I received a really devastating call from my mom that my pet bunny, Princess Namanuna, is gone. Today was a beautiful day with tempertures in the 80s. My mom wanted to let Namanuna outside to run and eat grass. My mom said that usually Namanuna never goes anywhere too far, and she will always come back to her cage but this time my mom was not watching her. She went back inside the house to do something and when she came back outside my bunny was gone. She was babysitting my little nephew, so she took him with her and searched around the neighborhood but could not find Nana. My mom believes something like a hawk must have took her because Namanuna could not have gone that far.
I'm pretty bummed about this.
I bought her last year in late September. She's a cute little black lionhead rabbit with a white stripe on her nose and hands. She's the cutest little thing ever, and that is actually why I bought her in the first place. She was the tinniest of the bunch with her cute feet. I live in a small college apartment where pets aren't aloud and during the time some maintenance was working on the apartment, so I decided to take my bunny back home where my parents lived because I didn't want to get caught. The holidays came around and it would have been hard to keep traveling with Namanuna so I decided to leave her there until the new semester came around. Things came up and I was going China, so I didn't want to leave and have no one to take care of Nana, so the plan was for me to take her back home this weekend because I would be free. I had all the plans laid out. All I needed to know next was bring Nana back home, but this unfortunate incident had to occur.
Namanuna was the middle bunny. This was the first day we shared with each other.
She was such a beautiful and gentle creature. It's so sad that I had bought her and unintentionally neglected her. I'm a person who has so much love to give and I just wanted to love her so much but I was not able to because of where I lived. My dad hated Namanuna and he did not agree with her living in the house at all, but I brought her in anyways because I wanted her to live a happy life. She deserves it. It's so sad that my parents does not love things as much as I do. She was always caged up because they did not have the time to watch after her.
In October my dad was diagnose with a pinched nerve and diabetes. My mom had to take care of my dad and soon after that Namanuna wasn't getting the correct care and attention. My mom did the best she could to give take care of her and give her her essentials needs. I thank my mom for looking after Namanuna after all these months. I knew that Namanuna wanted personal interaction and so every time I went back home, I tried my best to let her out of her cage and play with her. I tried to make her happy with the little time that I had with her. I was hoping to go back home tomorrow and see her but this had to happen.

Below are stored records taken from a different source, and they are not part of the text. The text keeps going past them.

//! Error taxonomy for the Inroad engine.
//!
//! Per-subsystem enums ([`GraphError`], [`StrategyError`], [`StorageError`])
//! aggregate into [`InroadError`]. Cache misses and hop-cap exhaustion are
//! normal control flow, never errors; the only failures surfaced to callers
//! are the two fail-fast strategy errors, the source-resolution precondition,
//! and the internal-invariant guard.

mod graph_error;
mod storage_error;
mod strategy_error;

pub use graph_error::GraphError;
pub use storage_error::StorageError;
pub use strategy_error::StrategyError;

/// Aggregate error for all Inroad subsystems.
#[derive(Debug, thiserror::Error)]
pub enum InroadError {
    #[error(transparent)]
    Graph(#[from] GraphError),

    #[error(transparent)]
    Strategy(#[from] StrategyError),

    #[error(transparent)]
    Storage(#[from] StorageError),

    #[error("serialization error: {0}")]
    Serialization(#[from] serde_json::Error),
}

/// Result alias used across all Inroad crates.
pub type InroadResult<T> = Result<T, InroadError>;
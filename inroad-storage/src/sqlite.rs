//! SQLite-backed key-value store.

use std::path::Path;
use std::sync::Mutex;

use inroad_core::{InroadResult, KeyValueStore, StorageError};
use rusqlite::{Connection, OptionalExtension};
use tracing::debug;

/// Durable key-value store over a single `kv` table.
pub struct SqliteStore {
    conn: Mutex<Connection>,
}

impl SqliteStore {
    /// Open (and initialize) the store at `path`.
    pub fn open(path: impl AsRef<Path>) -> InroadResult<Self> {
        let conn = Connection::open(path.as_ref()).map_err(backend_err)?;
        Self::init(conn)
    }

    /// Fully in-memory database, for tests.
    pub fn in_memory() -> InroadResult<Self> {
        let conn = Connection::open_in_memory().map_err(backend_err)?;
        Self::init(conn)
    }

    fn init(conn: Connection) -> InroadResult<Self> {
        conn.execute_batch(
            "CREATE TABLE IF NOT EXISTS kv (
                key   TEXT PRIMARY KEY,
                value TEXT NOT NULL
            );",
        )
        .map_err(backend_err)?;
        debug!("sqlite kv store ready");
        Ok(Self {
            conn: Mutex::new(conn),
        })
    }

    fn lock(&self) -> InroadResult<std::sync::MutexGuard<'_, Connection>> {
        self.conn.lock().map_err(|e| {
            StorageError::LockPoisoned {
                message: e.to_string(),
            }
            .into()
        })
    }
}

impl KeyValueStore for SqliteStore {
    fn get(&self, key: &str) -> InroadResult<Option<String>> {
        let conn = self.lock()?;
        conn.query_row("SELECT value FROM kv WHERE key = ?1", [key], |row| {
            row.get(0)
        })
        .optional()
        .map_err(backend_err)
    }

    fn set(&self, key: &str, value: &str) -> InroadResult<()> {
        let conn = self.lock()?;
        conn.execute(
            "INSERT INTO kv (key, value) VALUES (?1, ?2)
             ON CONFLICT(key) DO UPDATE SET value = excluded.value",
            [key, value],
        )
        .map_err(backend_err)?;
        Ok(())
    }
}

fn backend_err(err: rusqlite::Error) -> inroad_core::InroadError {
    StorageError::Backend {
        message: err.to_string(),
    }
    .into()
}

#[cfg(test)]
mod tests {
    use super::*;

    #[test]
    fn set_then_get_round_trips() {
        let store = SqliteStore::in_memory().unwrap();
        assert_eq!(store.get("k").unwrap(), None);
        store.set("k", "v1").unwrap();
        store.set("k", "v2").unwrap();
        assert_eq!(store.get("k").unwrap(), Some("v2".to_string()));
    }

    #[test]
    fn values_survive_reopening_a_file_store() {
        let dir = tempfile::tempdir().unwrap();
        let path = dir.path().join("inroad.db");
        {
            let store = SqliteStore::open(&path).unwrap();
            store.set("snapshot", "{\"nodes\":[],\"edges\":[]}").unwrap();
        }
        let store = SqliteStore::open(&path).unwrap();
        assert_eq!(
            store.get("snapshot").unwrap(),
            Some("{\"nodes\":[],\"edges\":[]}".to_string())
        );
    }
}
//! Strategy selection errors.

use crate::types::ids::ActorId;

/// Errors raised by the strategy selection layer.
///
/// `SelfTarget` and `EmptyGraph` are the two fail-fast rejections a caller
/// can trigger. `InvalidCacheEntry` never surfaces to callers — the cache
/// purges the entry, logs it, and reports a miss. `InternalInvariant` marks
/// a logic defect (the selector about to produce an empty result) and must
/// be reported as an internal error, never as a "no match".
#[derive(Debug, thiserror::Error)]
pub enum StrategyError {
    #[error("cannot compute a connection strategy from {id} to themselves")]
    SelfTarget { id: ActorId },

    #[error(
        "acquaintance graph holds only {actor_count} actor(s); browse more profiles to \
         accumulate graph data before requesting a strategy"
    )]
    EmptyGraph { actor_count: usize },

    #[error("source actor could not be resolved: {reason}")]
    SourceUnresolved { reason: String },

    #[error("cached strategy for {target} is invalid: {reason}")]
    InvalidCacheEntry { target: String, reason: String },

    #[error("internal invariant violated: {message}")]
    InternalInvariant { message: String },
}
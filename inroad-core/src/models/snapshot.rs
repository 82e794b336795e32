//! Serialized graph snapshot — the persistence round-trip shape.

use serde::{Deserialize, Serialize};

use super::actor::Actor;
use crate::types::ids::ActorId;

/// One directed, weighted edge in serialized form.
#[derive(Debug, Clone, PartialEq, Serialize, Deserialize)]
pub struct EdgeRecord {
    pub from: ActorId,
    pub to: ActorId,
    pub weight: f64,
}

/// The full node+edge set, as persisted by the key-value collaborator.
///
/// Importing a snapshot always replaces prior graph state (full replace,
/// never merge). Any persistence backend must round-trip this shape
/// losslessly.
#[derive(Debug, Clone, Default, PartialEq, Serialize, Deserialize)]
pub struct GraphSnapshot {
    #[serde(default)]
    pub nodes: Vec<Actor>,
    #[serde(default)]
    pub edges: Vec<EdgeRecord>,
}

impl GraphSnapshot {
    /// True when the snapshot carries no actors at all.
    pub fn is_empty(&self) -> bool {
        self.nodes.is_empty()
    }
}

#[cfg(test)]
mod tests {
    use super::*;
    use crate::profile::ActorProfile;

    #[test]
    fn snapshot_round_trips_through_json() {
        let snapshot = GraphSnapshot {
            nodes: vec![
                Actor::from_profile(ActorProfile::bare("a")),
                Actor::from_profile(ActorProfile::bare("b")),
            ],
            edges: vec![EdgeRecord {
                from: "a".into(),
                to: "b".into(),
                weight: 0.3,
            }],
        };
        let json = serde_json::to_string(&snapshot).unwrap();
        let back: GraphSnapshot = serde_json::from_str(&json).unwrap();
        assert_eq!(back, snapshot);
    }

    #[test]
    fn missing_fields_decode_as_empty() {
        let snapshot: GraphSnapshot = serde_json::from_str("{}").unwrap();
        assert!(snapshot.is_empty());
        assert!(snapshot.edges.is_empty());
    }
}
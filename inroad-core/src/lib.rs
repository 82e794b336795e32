//! # inroad-core
//!
//! Core types, traits, errors, config, and constants for the Inroad
//! connection engine.
//!
//! Inroad answers one question: given a source actor and a target actor in a
//! sparse, locally accumulated acquaintance graph, how should the source
//! reach the target? The answer is always a [`models::ConnectionStrategy`] —
//! a weighted route through the graph when one exists, otherwise an
//! intermediary or similarity-based candidate suggestion. The empty answer is
//! unrepresentable by construction.
//!
//! This crate holds everything the engine crates share:
//!
//! - `models` — actors, connections, routes, strategies, cache entries,
//!   and the serialized graph snapshot shape
//! - `profile` — the lean [`profile::ActorProfile`] the search core depends
//!   on, plus the [`profile::ProfileView`] conversion seam for upstream
//!   profile formats
//! - `traits` — the [`traits::KeyValueStore`] collaborator interface backing
//!   both snapshot persistence and the strategy cache
//! - `errors` — per-subsystem error enums aggregated into [`InroadError`]
//! - `config` — [`config::EngineConfig`] with a single source of defaults
//! - `tracing` — idempotent subscriber setup driven by `INROAD_LOG`

pub mod config;
pub mod errors;
pub mod models;
pub mod profile;
pub mod tracing;
pub mod traits;
pub mod types;

pub use config::EngineConfig;
pub use errors::{GraphError, InroadError, InroadResult, StorageError, StrategyError};
pub use traits::KeyValueStore;
pub use types::ids::ActorId;
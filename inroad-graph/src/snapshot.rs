//! Snapshot export/import for persistence round-trips.

use inroad_core::models::{EdgeRecord, GraphSnapshot};
use inroad_core::{GraphError, InroadResult};
use petgraph::visit::{EdgeRef, IntoEdgeReferences};

use crate::store::SocialGraph;

impl SocialGraph {
    /// Serialize the full node+edge set.
    pub fn export(&self) -> GraphSnapshot {
        let nodes = self.actors().cloned().collect();
        let edges = self
            .graph
            .edge_references()
            .filter_map(|e| {
                let from = self.graph.node_weight(e.source())?;
                let to = self.graph.node_weight(e.target())?;
                Some(EdgeRecord {
                    from: from.id().clone(),
                    to: to.id().clone(),
                    weight: e.weight().weight,
                })
            })
            .collect();
        GraphSnapshot { nodes, edges }
    }

    /// Replace all graph state with the snapshot's contents. Prior state is
    /// cleared first — import is a full replace, never a merge.
    pub fn import(&mut self, snapshot: GraphSnapshot) {
        *self = SocialGraph::new();
        for actor in snapshot.nodes {
            self.upsert_actor(actor);
        }
        for edge in snapshot.edges {
            self.add_connection(&edge.from, &edge.to, edge.weight);
        }
    }

    /// Build a graph directly from a snapshot.
    pub fn from_snapshot(snapshot: GraphSnapshot) -> Self {
        let mut graph = Self::new();
        graph.import(snapshot);
        graph
    }

    /// Decode a JSON snapshot and build a graph from it.
    pub fn from_json(raw: &str) -> InroadResult<Self> {
        let snapshot: GraphSnapshot =
            serde_json::from_str(raw).map_err(|e| GraphError::SnapshotDecode {
                reason: e.to_string(),
            })?;
        Ok(Self::from_snapshot(snapshot))
    }

    /// Encode the current state as a JSON snapshot.
    pub fn to_json(&self) -> InroadResult<String> {
        Ok(serde_json::to_string(&self.export())?)
    }
}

I suck as a caregiver and a person. :( I couldn't even make my bunny happy. I brought her to an unhappy life and a home where she was not loved and appreciated. As much as I want to go back and take it all away, I can't. I shouldn't have even bought her in the first place because maybe she could have found a better home she was loved. It's not that I didn't love her, I did but there was only so much that I can do. :( Am I wrong that she's gone now?
I'm worried that if she did run away then would she know how to take care of herself because she's always been a domesticated animal. But then maybe it's best that she's free because she can explore and do the things she couldn't with me. If something did get her then I hope to see her in heaven. She was innocent and she did not deserve this. It was all my fault. :(
Farewell My Love. You will always be apart of me.